Berlin SPD chairs Nicola Böcker-Giannini and Martin Hikel have announced their resignation effective end of the month. They are responding to a lack of support within the party. Steffen Krach has been nominated as a potential successor.
Nicola Böcker-Giannini and Martin Hikel, who have led the Berlin SPD since 2024, have announced their resignation. The decision was confirmed from party circles and previously reported by B.Z. and dpa. The pair informed the acting state executive board of the SPD, with the step taking effect on October 31. Their term was originally set to run until June.
The withdrawal comes after internal setbacks. Böcker-Giannini failed to secure a list position in her Reinickendorf district association on Saturday for the 2026 state parliament election and lost the vote for third place on the district list to a rival. Hikel, mayor of Berlin-Neukölln, was renominated for his position two weeks ago with just 68.5 percent. He cited insufficient backing as the reason for not running in 2026.
Steffen Krach was unanimously nominated as successor and could be elected in the spring. He currently serves as regional president in Hannover and is the SPD's top candidate for the upcoming Berlin election. From 2014 to 2021, he was state secretary for science in Berlin.
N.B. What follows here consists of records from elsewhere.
//! R-tree over catalogued tile bounds.
//!
//! Boxes are stored with axes `(latitude, longitude)`. The tree is bulk-loaded
//! once and never mutated, so repeated queries enumerate matches in the same
//! order; the first match is the tile a lookup uses.

use rstar::{RTree, RTreeObject, AABB};

use crate::catalog::{Catalog, TileDescriptor};

struct IndexedTile {
    descriptor: TileDescriptor,
    envelope: AABB<[f64; 2]>,
}

impl RTreeObject for IndexedTile {
    type Envelope = AABB<[f64; 2]>;

    fn envelope(&self) -> Self::Envelope {
        self.envelope
    }
}

/// Point-in-box index over a [`Catalog`].
pub struct SpatialIndex {
    tree: RTree<IndexedTile>,
}

impl SpatialIndex {
    /// Index every tile of `catalog`.
    ///
    /// Corners are normalised, so a box whose minimum exceeds its maximum
    /// still indexes the area between them.
    pub fn build(catalog: &Catalog) -> Self {
        let tiles = catalog
            .tiles()
            .iter()
            .map(|descriptor| {
                let b = descriptor.bounds();
                IndexedTile {
                    descriptor: descriptor.clone(),
                    envelope: AABB::from_corners([b.lat_min, b.lng_min], [b.lat_max, b.lng_max]),
                }
            })
            .collect();

        Self {
            tree: RTree::bulk_load(tiles),
        }
    }

    /// Every tile whose box contains `(lat, lng)`, boundaries included.
    pub fn query(&self, lat: f64, lng: f64) -> Vec<&TileDescriptor> {
        self.tree
            .locate_in_envelope_intersecting(&AABB::from_point([lat, lng]))
            .map(|tile| &tile.descriptor)
            .collect()
    }

    /// The first tile [`query`](Self::query) would return.
    pub fn first_match(&self, lat: f64, lng: f64) -> Option<&TileDescriptor> {
        self.tree
            .locate_in_envelope_intersecting(&AABB::from_point([lat, lng]))
            .map(|tile| &tile.descriptor)
            .next()
    }

    pub fn len(&self) -> usize {
        self.tree.size()
    }

    pub fn is_empty(&self) -> bool {
        self.tree.size() == 0
    }
}
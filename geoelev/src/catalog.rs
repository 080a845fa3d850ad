//! Tile catalog: which raster files exist and what they cover.
//!
//! A [`Catalog`] is built once per tile folder by opening every `.tif` file,
//! or loaded from a previously saved summary JSON document:
//!
//! ```text
//! [
//!   {"file": "tiles/a.tif", "coords": [10.0, 20.0, 100.0, 110.0]},
//!   ...
//! ]
//! ```
//!
//! `coords` are `[lat_min, lat_max, lng_min, lng_max]`. Tile ids are not
//! stored; they are assigned 1..n in document order.

use std::collections::HashMap;
use std::fmt;
use std::fs;
use std::path::{Path, PathBuf};
use std::time::Instant;

use serde::{Deserialize, Serialize};

use crate::cache::TileCache;
use crate::error::Result;
use crate::geotransform::Corners;
use crate::tile::RasterTile;

/// Identifier of a catalogued tile, starting at 1.
#[derive(Debug, Clone, Copy, PartialEq, Eq, Hash, PartialOrd, Ord)]
pub struct TileId(pub u32);

impl fmt::Display for TileId {
    fn fmt(&self, f: &mut fmt::Formatter<'_>) -> fmt::Result {
        write!(f, "{}", self.0)
    }
}

/// Geographic extent of a tile in decimal degrees.
#[derive(Debug, Clone, Copy, PartialEq)]
pub struct TileBounds {
    pub lat_min: f64,
    pub lat_max: f64,
    pub lng_min: f64,
    pub lng_max: f64,
}

impl TileBounds {
    /// Bounds from `[lat_min, lat_max, lng_min, lng_max]`.
    pub fn from_coords(coords: [f64; 4]) -> Self {
        let [lat_min, lat_max, lng_min, lng_max] = coords;
        Self {
            lat_min,
            lat_max,
            lng_min,
            lng_max,
        }
    }

    /// The persisted `[lat_min, lat_max, lng_min, lng_max]` form.
    pub fn coords(&self) -> [f64; 4] {
        [self.lat_min, self.lat_max, self.lng_min, self.lng_max]
    }
}

impl From<Corners> for TileBounds {
    fn from(corners: Corners) -> Self {
        Self {
            lat_min: corners.bottom_right.1,
            lat_max: corners.top_right.1,
            lng_min: corners.top_left.0,
            lng_max: corners.top_right.0,
        }
    }
}

/// An immutable catalog entry.
#[derive(Debug, Clone, PartialEq)]
pub struct TileDescriptor {
    id: TileId,
    file: PathBuf,
    bounds: TileBounds,
}

impl TileDescriptor {
    pub fn id(&self) -> TileId {
        self.id
    }

    pub fn file(&self) -> &Path {
        &self.file
    }

    pub fn bounds(&self) -> TileBounds {
        self.bounds
    }
}

#[derive(Serialize, Deserialize)]
struct CatalogRecord {
    file: PathBuf,
    coords: [f64; 4],
}

/// Ordered list of catalogued tiles.
#[derive(Debug, Clone, Default, PartialEq)]
pub struct Catalog {
    tiles: Vec<TileDescriptor>,
}

impl Catalog {
    /// Build a catalog from `(file, bounds)` pairs, assigning ids in order.
    pub fn from_entries<I>(entries: I) -> Self
    where
        I: IntoIterator<Item = (PathBuf, TileBounds)>,
    {
        let tiles = entries
            .into_iter()
            .enumerate()
            .map(|(i, (file, bounds))| TileDescriptor {
                id: TileId(i as u32 + 1),
                file,
                bounds,
            })
            .collect();
        Self { tiles }
    }

    /// List the `.tif` files directly inside `folder`, sorted by name.
    ///
    /// # Errors
    ///
    /// Returns an error if the folder cannot be read.
    pub fn tile_files(folder: &Path) -> Result<Vec<PathBuf>> {
        let mut files = Vec::new();
        for entry in fs::read_dir(folder)? {
            let entry = entry?;
            let path = entry.path();
            let is_tif = path.extension().is_some_and(|ext| ext == "tif");
            if is_tif && entry.file_type()?.is_file() {
                files.push(path);
            }
        }
        files.sort();
        Ok(files)
    }

    /// Walk the `.tif` files of `folder`, letting `visit` open each one and
    /// report its bounds.
    ///
    /// # Errors
    ///
    /// Returns the first error from listing the folder or from `visit`.
    pub fn scan<F>(folder: &Path, mut visit: F) -> Result<Self>
    where
        F: FnMut(TileId, &Path) -> Result<TileBounds>,
    {
        let files = Catalog::tile_files(folder)?;
        let mut entries = Vec::with_capacity(files.len());

        for (i, file) in files.into_iter().enumerate() {
            let id = TileId(i as u32 + 1);
            let size_mb = megabytes(fs::metadata(&file)?.len());
            tracing::info!(
                id = %id,
                path = %file.display(),
                size_mb = %format!("{:.2}", size_mb),
                "Processing tile"
            );

            let bounds = visit(id, &file)?;
            tracing::info!(
                id = %id,
                lat_min = bounds.lat_min,
                lat_max = bounds.lat_max,
                lng_min = bounds.lng_min,
                lng_max = bounds.lng_max,
                "Catalogued tile"
            );
            entries.push((file, bounds));
        }

        Ok(Catalog::from_entries(entries))
    }

    /// Build the catalog of `folder`, opening each tile through `cache`.
    ///
    /// The cache's capacity applies during the scan, so at most that many
    /// tiles are open at once and the most recent ones stay open afterwards.
    pub fn build(folder: &Path, cache: &mut TileCache) -> Result<Self> {
        let start = Instant::now();
        let catalog = Catalog::scan(folder, |_, path| Ok(cache.acquire(path)?.bounds()))?;
        tracing::info!(
            folder = %folder.display(),
            tiles = catalog.len(),
            elapsed_ms = start.elapsed().as_millis() as u64,
            "Built tile catalog"
        );
        Ok(catalog)
    }

    /// Serialize to the summary JSON document.
    pub fn to_json(&self) -> Result<String> {
        let records: Vec<CatalogRecord> = self
            .tiles
            .iter()
            .map(|tile| CatalogRecord {
                file: tile.file.clone(),
                coords: tile.bounds.coords(),
            })
            .collect();
        Ok(serde_json::to_string(&records)?)
    }

    /// Parse a summary JSON document.
    ///
    /// # Errors
    ///
    /// Returns [`ElevationError::Json`](crate::ElevationError::Json) if the
    /// document is malformed.
    pub fn from_json(json: &str) -> Result<Self> {
        let records: Vec<CatalogRecord> = serde_json::from_str(json)?;
        Ok(Catalog::from_entries(records.into_iter().map(|record| {
            (record.file, TileBounds::from_coords(record.coords))
        })))
    }

    /// Write the summary JSON document to `path`.
    pub fn save(&self, path: &Path) -> Result<()> {
        fs::write(path, self.to_json()?)?;
        tracing::info!(path = %path.display(), tiles = self.len(), "Saved tile summary");
        Ok(())
    }

    /// Read a summary JSON document from `path` without opening any raster.
    pub fn load(path: &Path) -> Result<Self> {
        let catalog = Catalog::from_json(&fs::read_to_string(path)?)?;
        tracing::info!(path = %path.display(), tiles = catalog.len(), "Loaded tile summary");
        Ok(catalog)
    }

    pub fn tiles(&self) -> &[TileDescriptor] {
        &self.tiles
    }

    /// Look up a descriptor by id.
    pub fn get(&self, id: TileId) -> Option<&TileDescriptor> {
        let index = (id.0 as usize).checked_sub(1)?;
        self.tiles.get(index)
    }

    pub fn len(&self) -> usize {
        self.tiles.len()
    }

    pub fn is_empty(&self) -> bool {
        self.tiles.is_empty()
    }
}

/// Resident tiles keyed by catalog id.
#[derive(Debug, Default)]
pub struct TileHandleTable {
    tiles: HashMap<TileId, RasterTile>,
}

impl TileHandleTable {
    /// Open every tile in `folder`, decode it into memory and return the
    /// resulting catalog alongside the table.
    ///
    /// No summary document is read or written.
    pub fn materialize(folder: &Path) -> Result<(Catalog, Self)> {
        let start = Instant::now();
        let mut tiles = HashMap::new();

        let catalog = Catalog::scan(folder, |id, path| {
            let tile = RasterTile::open(path)?;
            let bounds = tile.bounds();
            tiles.insert(id, tile.into_resident()?);
            Ok(bounds)
        })?;

        tracing::info!(
            folder = %folder.display(),
            tiles = tiles.len(),
            elapsed_ms = start.elapsed().as_millis() as u64,
            "Materialized resident tiles"
        );
        Ok((catalog, Self { tiles }))
    }

    pub fn get_mut(&mut self, id: TileId) -> Option<&mut RasterTile> {
        self.tiles.get_mut(&id)
    }

    pub fn len(&self) -> usize {
        self.tiles.len()
    }

    pub fn is_empty(&self) -> bool {
        self.tiles.is_empty()
    }
}

fn megabytes(bytes: u64) -> f64 {
    bytes as f64 / (1024.0 * 1024.0)
}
Integration commissioner Güner Balci leveled serious accusations against Hikel's critics in an SPIEGEL interview. Ten months before the September 20, 2026, election for the state parliament and district assemblies, the SPD polls at 13 to 16 percent, trailing the CDU and Left party, and sometimes the Greens and AfD. The party has been the junior partner in a CDU-led government since 2023.